If Ashwin’s position is settled then the question arises of accommodating Harbhajan Singh in the eleven. Kohli has opened so many of his cards before leaving on the tour that it would make it difficult for him to discard any.
He has also hinted at playing three spinners, probably after seeing how top-flight tweakers can get assistance from the Sri Lankan pitches. Ideally, playing the leg-spinner is a must to bowl with Ashwin but can he leave Harbhajan out after specially asking for him? Kohli may have landed himself in a bit of jam and to wriggle out of it he might play all three available spinners to justify his philosophy.
If things don’t work out, Kohli may even make Rohit or Murali Vijay a Moeen Ali to chip off some 10 overs in a day an odd wicket from them as a bonus. He will have to try his pet plan at least in two of the three Tests in Sri Lanka before taking stock of the situation.
Unlike his predecessor Dhoni, who was clearly disgusted with the wayward speedsters in the one-dayers in Bangladesh, Kohli believes raw speed can still make a big difference in Tests. And when the only bowler with lively pace and a fair amount of accuracy, Mohammed Shami, returns from his rehab following surgery on his left knee, Kohli may even play three strong pacers if he sees the pitch is likely to provide the slightest help.
Kohli’s plans are for flat pitches on the subcontinent where he hopes he can get away with his five-batsmen-three-spinners theory. The Indian think tank will not take long to revert to six batsmen at the slightest hint of panic in the dressing room.

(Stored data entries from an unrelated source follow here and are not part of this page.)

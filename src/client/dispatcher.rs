//! 请求分发器
//!
//! send(target, config) 立即返回 RequestHandle，请求在后台任务中执行：
//! - timeout 大于 5 秒时启用超时取消，超时视为失败交给 on_error；响应或失败先到者胜出，计时器随即丢弃
//! - 成功时按 ResponseType 解码后交给 on_complete；on_complete 返回 Err 同样转交 on_error
//! - 未提供 on_error 时失败被丢弃（只记 debug 日志），不会影响调用方
//!
//! 每次请求输出一条结构化审计日志（JSON）。

use std::sync::Arc;
use std::time::{Duration, Instant};

use bytes::Bytes;
use serde::Deserialize;
use serde_json::Value;
use tokio::task::JoinHandle;
use tokio_util::sync::CancellationToken;

use crate::client::transport::{RawResponse, RequestOptions, Transport};
use crate::core::ClientError;

/// 超时秒数必须大于此值才会生效
pub const MIN_TIMEOUT_SECS: u64 = 5;

/// 完成回调：返回 Err 时错误转交 on_error
pub type OnComplete = Box<dyn FnOnce(Decoded) -> Result<(), ClientError> + Send>;

/// 错误回调
pub type OnError = Box<dyn FnOnce(ClientError) + Send>;

/// 响应解码方式
#[derive(Debug, Clone, Copy, Default, PartialEq, Eq, Deserialize)]
#[serde(rename_all = "lowercase")]
pub enum ResponseType {
    /// 原样返回 RawResponse
    #[default]
    Raw,
    Json,
    Blob,
    ArrayBuffer,
}

/// 带类型的二进制对象
#[derive(Debug, Clone, PartialEq)]
pub struct Blob {
    pub content_type: Option<String>,
    pub data: Bytes,
}

/// 解码结果
#[derive(Debug, Clone, PartialEq)]
pub enum Decoded {
    Raw(RawResponse),
    Json(Value),
    Blob(Blob),
    Buffer(Bytes),
}

impl Decoded {
    /// 取出 JSON 值；其他解码方式返回 Decode 错误
    pub fn into_json(self) -> Result<Value, ClientError> {
        match self {
            Decoded::Json(v) => Ok(v),
            other => Err(ClientError::Decode(format!(
                "Expected json, got {}",
                other.kind()
            ))),
        }
    }

    fn kind(&self) -> &'static str {
        match self {
            Decoded::Raw(_) => "raw",
            Decoded::Json(_) => "json",
            Decoded::Blob(_) => "blob",
            Decoded::Buffer(_) => "arraybuffer",
        }
    }
}

/// 按声明方式解码响应体
pub fn decode(response: RawResponse, response_type: ResponseType) -> Result<Decoded, ClientError> {
    match response_type {
        ResponseType::Raw => Ok(Decoded::Raw(response)),
        ResponseType::Json => serde_json::from_slice(&response.body)
            .map(Decoded::Json)
            .map_err(|e| ClientError::Decode(e.to_string())),
        ResponseType::Blob => Ok(Decoded::Blob(Blob {
            content_type: response.content_type().map(str::to_string),
            data: response.body,
        })),
        ResponseType::ArrayBuffer => Ok(Decoded::Buffer(response.body)),
    }
}

/// 单次请求的配置
#[derive(Default)]
pub struct RequestConfig {
    pub on_complete: Option<OnComplete>,
    pub on_error: Option<OnError>,
    pub response_type: ResponseType,
    /// 秒；不大于 MIN_TIMEOUT_SECS 时忽略
    pub timeout: Option<u64>,
    pub options: RequestOptions,
}

impl RequestConfig {
    pub fn new() -> Self {
        Self::default()
    }

    pub fn on_complete(
        mut self,
        f: impl FnOnce(Decoded) -> Result<(), ClientError> + Send + 'static,
    ) -> Self {
        self.on_complete = Some(Box::new(f));
        self
    }

    pub fn on_error(mut self, f: impl FnOnce(ClientError) + Send + 'static) -> Self {
        self.on_error = Some(Box::new(f));
        self
    }

    pub fn response_type(mut self, response_type: ResponseType) -> Self {
        self.response_type = response_type;
        self
    }

    pub fn timeout(mut self, secs: u64) -> Self {
        self.timeout = Some(secs);
        self
    }

    pub fn options(mut self, options: RequestOptions) -> Self {
        self.options = options;
        self
    }
}

/// 在途请求的句柄
pub struct RequestHandle {
    cancel: CancellationToken,
    task: JoinHandle<()>,
}

impl RequestHandle {
    /// 尽力取消：请求仍在途时 on_error 收到 Aborted；已完成则无效果
    pub fn cancel(&self) {
        self.cancel.cancel();
    }

    pub fn is_finished(&self) -> bool {
        self.task.is_finished()
    }

    /// 等待回调执行完毕；回调内的 panic 在此处继续传播
    pub async fn finished(self) {
        if let Err(e) = self.task.await {
            if e.is_panic() {
                std::panic::resume_unwind(e.into_panic());
            }
        }
    }
}

/// 请求分发器：持有传输实现，可廉价克隆
#[derive(Clone)]
pub struct Dispatcher {
    transport: Arc<dyn Transport>,
}

impl Dispatcher {
    pub fn new(transport: Arc<dyn Transport>) -> Self {
        Self { transport }
    }

    /// 发出请求，立即返回；结果通过 config 中的回调送达
    pub fn send(&self, target: impl Into<String>, config: RequestConfig) -> RequestHandle {
        let url = target.into();
        let cancel = CancellationToken::new();
        let task = tokio::spawn(run(Arc::clone(&self.transport), url, config, cancel.clone()));
        RequestHandle { cancel, task }
    }
}

async fn run(transport: Arc<dyn Transport>, url: String, config: RequestConfig, cancel: CancellationToken) {
    let RequestConfig {
        on_complete,
        on_error,
        response_type,
        timeout,
        options,
    } = config;
    let start = Instant::now();
    let armed = timeout.filter(|secs| *secs > MIN_TIMEOUT_SECS);
    let timer = async move {
        match armed {
            Some(secs) => tokio::time::sleep(Duration::from_secs(secs)).await,
            None => std::future::pending::<()>().await,
        }
    };

    let fetched = tokio::select! {
        biased;
        r = transport.fetch(&url, &options) => r,
        _ = cancel.cancelled() => Err(ClientError::Aborted),
        _ = timer => Err(ClientError::Timeout(armed.unwrap_or_default())),
    };

    let status = fetched.as_ref().ok().map(|raw| raw.status);
    if let Ok(raw) = &fetched {
        if !raw.is_success() {
            tracing::debug!(url = %url, status = raw.status, "non-2xx status passed through");
        }
    }

    let outcome = fetched
        .and_then(|raw| decode(raw, response_type))
        .and_then(|decoded| match on_complete {
            Some(f) => f(decoded),
            None => Ok(()),
        });

    let label = match &outcome {
        Ok(()) => "ok",
        Err(e) => e.as_label(),
    };
    let audit = serde_json::json!({
        "event": "request_audit",
        "url": url,
        "ok": outcome.is_ok(),
        "status": status,
        "outcome": label,
        "duration_ms": start.elapsed().as_millis() as u64,
    });
    tracing::info!(audit = %audit.to_string(), "request");

    if let Err(e) = outcome {
        match on_error {
            Some(f) => f(e),
            None => tracing::debug!(url = %url, error = %e, "request error dropped: no error callback"),
        }
    }
}

#[cfg(test)]
mod tests {
    use super::*;
    use crate::client::mock::MockTransport;
    use std::sync::Mutex;

    const URL: &str = "https://rates.test/api";

    #[derive(Default)]
    struct Calls {
        completed: Mutex<Vec<Decoded>>,
        errors: Mutex<Vec<ClientError>>,
    }

    fn config_for(calls: &Arc<Calls>) -> RequestConfig {
        let c1 = Arc::clone(calls);
        let c2 = Arc::clone(calls);
        RequestConfig::new()
            .on_complete(move |d| {
                c1.completed.lock().unwrap().push(d);
                Ok(())
            })
            .on_error(move |e| c2.errors.lock().unwrap().push(e))
    }

    fn dispatcher(transport: &Arc<MockTransport>) -> Dispatcher {
        Dispatcher::new(transport.clone() as Arc<dyn Transport>)
    }

    #[tokio::test(start_paused = true)]
    async fn test_response_before_timeout_completes() {
        let transport = Arc::new(MockTransport::new());
        transport.respond_json(URL, Duration::from_secs(3), &serde_json::json!({"ok": true}));
        let calls = Arc::new(Calls::default());

        dispatcher(&transport)
            .send(URL, config_for(&calls).response_type(ResponseType::Json).timeout(10))
            .finished()
            .await;

        assert!(calls.errors.lock().unwrap().is_empty());
        let completed = calls.completed.lock().unwrap();
        assert_eq!(completed.len(), 1);
        assert_eq!(completed[0], Decoded::Json(serde_json::json!({"ok": true})));
    }

    #[tokio::test(start_paused = true)]
    async fn test_timeout_fires_once() {
        let transport = Arc::new(MockTransport::new());
        transport.hang(URL);
        let calls = Arc::new(Calls::default());

        let begin = tokio::time::Instant::now();
        dispatcher(&transport)
            .send(URL, config_for(&calls).timeout(10))
            .finished()
            .await;

        assert!(begin.elapsed() >= Duration::from_secs(10));
        assert!(calls.completed.lock().unwrap().is_empty());
        assert_eq!(*calls.errors.lock().unwrap(), vec![ClientError::Timeout(10)]);
    }

    #[tokio::test(start_paused = true)]
    async fn test_timeout_not_above_minimum_is_ignored() {
        let transport = Arc::new(MockTransport::new());
        transport.respond(URL, Duration::from_secs(30), RawResponse::new(200, "slow"));
        let calls = Arc::new(Calls::default());

        dispatcher(&transport)
            .send(URL, config_for(&calls).timeout(5))
            .finished()
            .await;

        assert!(calls.errors.lock().unwrap().is_empty());
        assert_eq!(calls.completed.lock().unwrap().len(), 1);
    }

    #[tokio::test]
    async fn test_decode_modes() {
        let transport = Arc::new(MockTransport::new());
        transport.respond(
            URL,
            Duration::ZERO,
            RawResponse::new(200, vec![1u8, 2, 3]).with_header("Content-Type", "image/png"),
        );
        let d = dispatcher(&transport);

        for (mode, expected) in [
            (
                ResponseType::Blob,
                Decoded::Blob(Blob {
                    content_type: Some("image/png".to_string()),
                    data: Bytes::from_static(&[1, 2, 3]),
                }),
            ),
            (ResponseType::ArrayBuffer, Decoded::Buffer(Bytes::from_static(&[1, 2, 3]))),
        ] {
            let calls = Arc::new(Calls::default());
            d.send(URL, config_for(&calls).response_type(mode)).finished().await;
            assert_eq!(*calls.completed.lock().unwrap(), vec![expected]);
        }

        let calls = Arc::new(Calls::default());
        d.send(URL, config_for(&calls)).finished().await;
        match &calls.completed.lock().unwrap()[0] {
            Decoded::Raw(raw) => assert_eq!(raw.status, 200),
            other => panic!("Expected raw passthrough, got {other:?}"),
        };
    }

    #[tokio::test]
    async fn test_json_decode_failure_goes_to_error() {
        let transport = Arc::new(MockTransport::new());
        transport.respond(URL, Duration::ZERO, RawResponse::new(200, "not json"));
        let calls = Arc::new(Calls::default());

        dispatcher(&transport)
            .send(URL, config_for(&calls).response_type(ResponseType::Json))
            .finished()
            .await;

        assert!(calls.completed.lock().unwrap().is_empty());
        assert!(matches!(calls.errors.lock().unwrap()[0], ClientError::Decode(_)));
    }

    #[tokio::test]
    async fn test_completion_error_routed_to_error_callback() {
        let transport = Arc::new(MockTransport::new());
        transport.respond(URL, Duration::ZERO, RawResponse::new(200, "x"));
        let errors = Arc::new(Mutex::new(Vec::new()));
        let sink = Arc::clone(&errors);

        let config = RequestConfig::new()
            .on_complete(|_| Err(ClientError::Decode("bad shape".to_string())))
            .on_error(move |e| sink.lock().unwrap().push(e));
        dispatcher(&transport).send(URL, config).finished().await;

        assert_eq!(
            *errors.lock().unwrap(),
            vec![ClientError::Decode("bad shape".to_string())]
        );
    }

    #[tokio::test]
    async fn test_missing_error_callback_drops_failure() {
        let transport = Arc::new(MockTransport::new());
        transport.fail(URL, Duration::ZERO, "connection refused");

        let handle = dispatcher(&transport).send(URL, RequestConfig::new());
        handle.finished().await;
        assert_eq!(transport.requests(), vec![URL.to_string()]);
    }

    #[tokio::test]
    async fn test_transport_failure_delivered() {
        let transport = Arc::new(MockTransport::new());
        transport.fail(URL, Duration::ZERO, "connection refused");
        let calls = Arc::new(Calls::default());

        dispatcher(&transport).send(URL, config_for(&calls)).finished().await;

        assert_eq!(
            *calls.errors.lock().unwrap(),
            vec![ClientError::Transport("connection refused".to_string())]
        );
    }

    #[tokio::test(start_paused = true)]
    async fn test_cancel_delivers_aborted() {
        let transport = Arc::new(MockTransport::new());
        transport.hang(URL);
        let calls = Arc::new(Calls::default());

        let handle = dispatcher(&transport).send(URL, config_for(&calls));
        tokio::time::sleep(Duration::from_secs(1)).await;
        assert!(!handle.is_finished());
        handle.cancel();
        handle.finished().await;

        assert!(calls.completed.lock().unwrap().is_empty());
        assert_eq!(*calls.errors.lock().unwrap(), vec![ClientError::Aborted]);
    }

    #[test]
    fn test_into_json_rejects_other_modes() {
        let err = Decoded::Buffer(Bytes::new()).into_json().unwrap_err();
        assert_eq!(err, ClientError::Decode("Expected json, got arraybuffer".to_string()));
    }
}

Even that shrewd captain, Sourav Ganguly, could not think of playing five regular bowlers with Virender Sehwag, Sachin Tendulkar, Rahul Dravid, V.V.S Laxman and himself embellishing the line-up. Overseas, he even dropped Anil Kumble to play three seamers, using Sehwag and Tendulkar as backup bowlers. Kohli does not have the players anywhere near the calibre Ganguly had at his command and for all his bravado, he will, at some stage, realise that discretion is the better part of valour.